═════ RECORDS FOR PROCESSING ═════
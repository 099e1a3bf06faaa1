//! Error and Result module.

use std::error::Error as StdError;
use std::fmt;

use crate::proto::ResponseHead;

/// Result type often returned from methods that can have filament `Error`s.
pub type Result<T> = std::result::Result<T, Error>;

type Cause = Box<dyn StdError + Send + Sync>;

/// Represents errors that can occur while handling an HTTP exchange.
pub struct Error {
    inner: Box<ErrorImpl>,
}

struct ErrorImpl {
    kind: Kind,
    cause: Option<Cause>,
    url: Option<url::Url>,
    tunnel_response: Option<ResponseHead>,
}

#[derive(Debug)]
pub(super) enum Kind {
    /// The transport did not finish connecting within the connect timeout.
    ConnectTimeout,
    /// The transport failed to establish a new connection.
    NewConnection,
    /// A read did not complete within the read timeout.
    ReadTimeout,
    /// An HTTP/1.1 framing invariant was broken, or the peer closed the
    /// stream mid-message.
    Protocol(Parse),
    /// The response announced an HTTP version other than 1.0 or 1.1.
    BadVersion,
    /// TLS handshake, certificate verification, or fingerprint mismatch.
    Tls,
    /// The proxy answered the CONNECT request with a non-2xx status.
    FailedTunnel,
    /// The request body is text or not an accepted shape.
    InvalidBody,
    /// The request body had to be replayed but could not record or restore
    /// its read position.
    UnrewindableBody,
    /// The retry policy is exhausted; wraps the last cause.
    MaxRetry,
    /// The pool is at capacity and no connection became available in time.
    PoolEmpty,
    /// The pool has been closed.
    PoolClosed,
    /// The request URL (or a redirect target) could not be used.
    InvalidUrl,
}

#[derive(Debug)]
pub(super) enum Parse {
    Status,
    Header,
    TooLarge,
    ContentLength,
    ConflictingFraming,
    /// The peer closed the connection before the message completed.
    IncompleteMessage,
    /// Received bytes (or a message) when not expecting one.
    UnexpectedMessage,
    /// An exchange was started while a previous one was still in flight.
    State,
    /// More (or less) body than the declared framing allows.
    BodyFraming,
}

impl Error {
    /// Returns true if the connect phase timed out.
    pub fn is_connect_timeout(&self) -> bool {
        matches!(self.inner.kind, Kind::ConnectTimeout)
    }

    /// Returns true if this error happened while establishing a connection.
    pub fn is_connect(&self) -> bool {
        matches!(self.inner.kind, Kind::ConnectTimeout | Kind::NewConnection)
    }

    /// Returns true if a read exceeded the read timeout.
    pub fn is_read_timeout(&self) -> bool {
        matches!(self.inner.kind, Kind::ReadTimeout)
    }

    /// Returns true if this was an HTTP/1.1 framing or parse error.
    pub fn is_protocol(&self) -> bool {
        matches!(self.inner.kind, Kind::Protocol(_))
    }

    /// Returns true if the peer closed the connection mid-message.
    pub fn is_incomplete_message(&self) -> bool {
        matches!(self.inner.kind, Kind::Protocol(Parse::IncompleteMessage))
    }

    /// Returns true if the response carried an unsupported HTTP version.
    pub fn is_bad_version(&self) -> bool {
        matches!(self.inner.kind, Kind::BadVersion)
    }

    /// Returns true if this was a TLS error.
    pub fn is_tls(&self) -> bool {
        matches!(self.inner.kind, Kind::Tls)
    }

    /// Returns true if a proxy refused the CONNECT tunnel.
    pub fn is_failed_tunnel(&self) -> bool {
        matches!(self.inner.kind, Kind::FailedTunnel)
    }

    /// Returns true if the request body was rejected before any wire
    /// activity.
    pub fn is_invalid_body(&self) -> bool {
        matches!(self.inner.kind, Kind::InvalidBody)
    }

    /// Returns true if a body replay was required but impossible.
    pub fn is_unrewindable_body(&self) -> bool {
        matches!(self.inner.kind, Kind::UnrewindableBody)
    }

    /// Returns true if the retry policy gave up.
    pub fn is_max_retry(&self) -> bool {
        matches!(self.inner.kind, Kind::MaxRetry)
    }

    /// Returns true if a pool checkout timed out at capacity.
    pub fn is_pool_empty(&self) -> bool {
        matches!(self.inner.kind, Kind::PoolEmpty)
    }

    /// Returns true if the pool was closed.
    pub fn is_pool_closed(&self) -> bool {
        matches!(self.inner.kind, Kind::PoolClosed)
    }

    /// The response the proxy sent to a failed CONNECT request, if this is
    /// a tunnel error.
    pub fn tunnel_response(&self) -> Option<&ResponseHead> {
        self.inner.tunnel_response.as_ref()
    }

    /// The URL associated with this error, when known.
    pub fn url(&self) -> Option<&url::Url> {
        self.inner.url.as_ref()
    }

    /// Consumes the error, returning its cause.
    pub fn into_cause(self) -> Option<Box<dyn StdError + Send + Sync>> {
        self.inner.cause
    }

    pub(super) fn new(kind: Kind) -> Error {
        Error {
            inner: Box::new(ErrorImpl {
                kind,
                cause: None,
                url: None,
                tunnel_response: None,
            }),
        }
    }

    pub(super) fn with<C: Into<Cause>>(mut self, cause: C) -> Error {
        self.inner.cause = Some(cause.into());
        self
    }

    pub(super) fn with_url(mut self, url: url::Url) -> Error {
        self.inner.url = Some(url);
        self
    }

    pub(crate) fn new_connect_timeout() -> Error {
        Error::new(Kind::ConnectTimeout)
    }

    pub(crate) fn new_connect<E: Into<Cause>>(cause: E) -> Error {
        Error::new(Kind::NewConnection).with(cause)
    }

    pub(crate) fn new_read_timeout() -> Error {
        Error::new(Kind::ReadTimeout)
    }

    pub(crate) fn new_io(cause: std::io::Error) -> Error {
        Error::new(Kind::Protocol(Parse::IncompleteMessage)).with(cause)
    }

    pub(crate) fn new_incomplete() -> Error {
        Error::new(Kind::Protocol(Parse::IncompleteMessage))
    }

    pub(crate) fn new_unexpected_message() -> Error {
        Error::new(Kind::Protocol(Parse::UnexpectedMessage))
    }

    pub(crate) fn new_state() -> Error {
        Error::new(Kind::Protocol(Parse::State))
    }

    pub(crate) fn new_body_framing() -> Error {
        Error::new(Kind::Protocol(Parse::BodyFraming))
    }

    pub(crate) fn new_bad_version() -> Error {
        Error::new(Kind::BadVersion)
    }

    pub(crate) fn new_tls<E: Into<Cause>>(cause: E) -> Error {
        Error::new(Kind::Tls).with(cause)
    }

    pub(crate) fn new_tls_msg(msg: &'static str) -> Error {
        Error::new(Kind::Tls).with(msg)
    }

    pub(crate) fn new_tunnel(response: ResponseHead) -> Error {
        let mut err = Error::new(Kind::FailedTunnel);
        err.inner.tunnel_response = Some(response);
        err
    }

    pub(crate) fn new_invalid_body(msg: &'static str) -> Error {
        Error::new(Kind::InvalidBody).with(msg)
    }

    pub(crate) fn new_unrewindable_body() -> Error {
        Error::new(Kind::UnrewindableBody)
    }

    pub(crate) fn new_max_retry(url: url::Url, cause: Option<Error>) -> Error {
        let err = Error::new(Kind::MaxRetry).with_url(url);
        match cause {
            Some(cause) => err.with(cause),
            None => err,
        }
    }

    pub(crate) fn new_pool_empty() -> Error {
        Error::new(Kind::PoolEmpty)
    }

    pub(crate) fn new_pool_closed() -> Error {
        Error::new(Kind::PoolClosed)
    }

    pub(crate) fn new_invalid_url(msg: &'static str) -> Error {
        Error::new(Kind::InvalidUrl).with(msg)
    }

    fn description(&self) -> &str {
        match self.inner.kind {
            Kind::ConnectTimeout => "connection attempt timed out",
            Kind::NewConnection => "failed to establish a new connection",
            Kind::ReadTimeout => "read timed out",
            Kind::Protocol(Parse::Status) => "invalid HTTP status-code parsed",
            Kind::Protocol(Parse::Header) => "invalid HTTP header parsed",
            Kind::Protocol(Parse::TooLarge) => "message head is too large",
            Kind::Protocol(Parse::ContentLength) => "invalid content-length parsed",
            Kind::Protocol(Parse::ConflictingFraming) => {
                "conflicting content-length and transfer-encoding"
            }
            Kind::Protocol(Parse::IncompleteMessage) => {
                "connection closed before message completed"
            }
            Kind::Protocol(Parse::UnexpectedMessage) => {
                "received unexpected message from connection"
            }
            Kind::Protocol(Parse::State) => "exchange started in a non-idle state",
            Kind::Protocol(Parse::BodyFraming) => {
                "body did not match the declared framing"
            }
            Kind::BadVersion => "response has unsupported HTTP version",
            Kind::Tls => "TLS error",
            Kind::FailedTunnel => "unable to establish CONNECT tunnel",
            Kind::InvalidBody => "unacceptable request body",
            Kind::UnrewindableBody => "unable to rewind request body for replay",
            Kind::MaxRetry => "max retries exceeded",
            Kind::PoolEmpty => "no pooled connection became available",
            Kind::PoolClosed => "pool is closed",
            Kind::InvalidUrl => "invalid URL",
        }
    }
}

impl fmt::Debug for Error {
    fn fmt(&self, f: &mut fmt::Formatter<'_>) -> fmt::Result {
        let mut f = f.debug_tuple("filament::Error");
        f.field(&self.inner.kind);
        if let Some(ref url) = self.inner.url {
            f.field(&url.as_str());
        }
        if let Some(ref cause) = self.inner.cause {
            f.field(cause);
        }
        f.finish()
    }
}

impl fmt::Display for Error {
    fn fmt(&self, f: &mut fmt::Formatter<'_>) -> fmt::Result {
        f.write_str(self.description())?;
        if let Some(ref url) = self.inner.url {
            write!(f, " for url ({})", url)?;
        }
        if let Some(ref cause) = self.inner.cause {
            write!(f, ": {}", cause)?;
        }
        Ok(())
    }
}

impl StdError for Error {
    fn source(&self) -> Option<&(dyn StdError + 'static)> {
        self.inner
            .cause
            .as_ref()
            .map(|cause| &**cause as &(dyn StdError + 'static))
    }
}

impl From<httparse::Error> for Error {
    fn from(err: httparse::Error) -> Error {
        match err {
            httparse::Error::HeaderName
            | httparse::Error::HeaderValue
            | httparse::Error::NewLine
            | httparse::Error::Token => Error::new(Kind::Protocol(Parse::Header)),
            httparse::Error::Status => Error::new(Kind::Protocol(Parse::Status)),
            httparse::Error::TooManyHeaders => Error::new(Kind::Protocol(Parse::TooLarge)),
            // httparse only accepts HTTP/1.x version literals, so a version
            // error here means the peer spoke something else entirely.
            httparse::Error::Version => Error::new_bad_version(),
        }
    }
}

impl Error {
    pub(crate) fn new_parse(parse: Parse) -> Error {
        Error::new(Kind::Protocol(parse))
    }
}

#[doc(hidden)]
trait AssertSendSync: Send + Sync + 'static {}
#[doc(hidden)]
impl AssertSendSync for Error {}

#[cfg(test)]
mod tests {
    use super::*;

    #[test]
    fn error_is_small() {
        assert_eq!(std::mem::size_of::<Error>(), std::mem::size_of::<usize>());
    }

    #[test]
    fn predicates_match_kinds() {
        assert!(Error::new_connect_timeout().is_connect_timeout());
        assert!(Error::new_connect_timeout().is_connect());
        assert!(Error::new_read_timeout().is_read_timeout());
        assert!(Error::new_incomplete().is_protocol());
        assert!(Error::new_incomplete().is_incomplete_message());
        assert!(Error::new_bad_version().is_bad_version());
        assert!(Error::new_unrewindable_body().is_unrewindable_body());
        assert!(Error::new_pool_empty().is_pool_empty());
    }

    #[test]
    fn max_retry_keeps_cause() {
        let url = url::Url::parse("http://example.com/").unwrap();
        let err = Error::new_max_retry(url, Some(Error::new_read_timeout()));
        assert!(err.is_max_retry());
        let source = err.source().expect("source");
        let inner = source.downcast_ref::<Error>().expect("inner error");
        assert!(inner.is_read_timeout());
    }
}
═════
TASK: Output, from the data above, the lines from the line with "matches!(self.inner.kind, Kind::MaxRetry)" to the line with "pool was closed." exactly as they stand, both ends included and nothing else.

WORKED SOLUTION:
        matches!(self.inner.kind, Kind::MaxRetry)
    }

    /// Returns true if a pool checkout timed out at capacity.
    pub fn is_pool_empty(&self) -> bool {
        matches!(self.inner.kind, Kind::PoolEmpty)
    }

    /// Returns true if the pool was closed.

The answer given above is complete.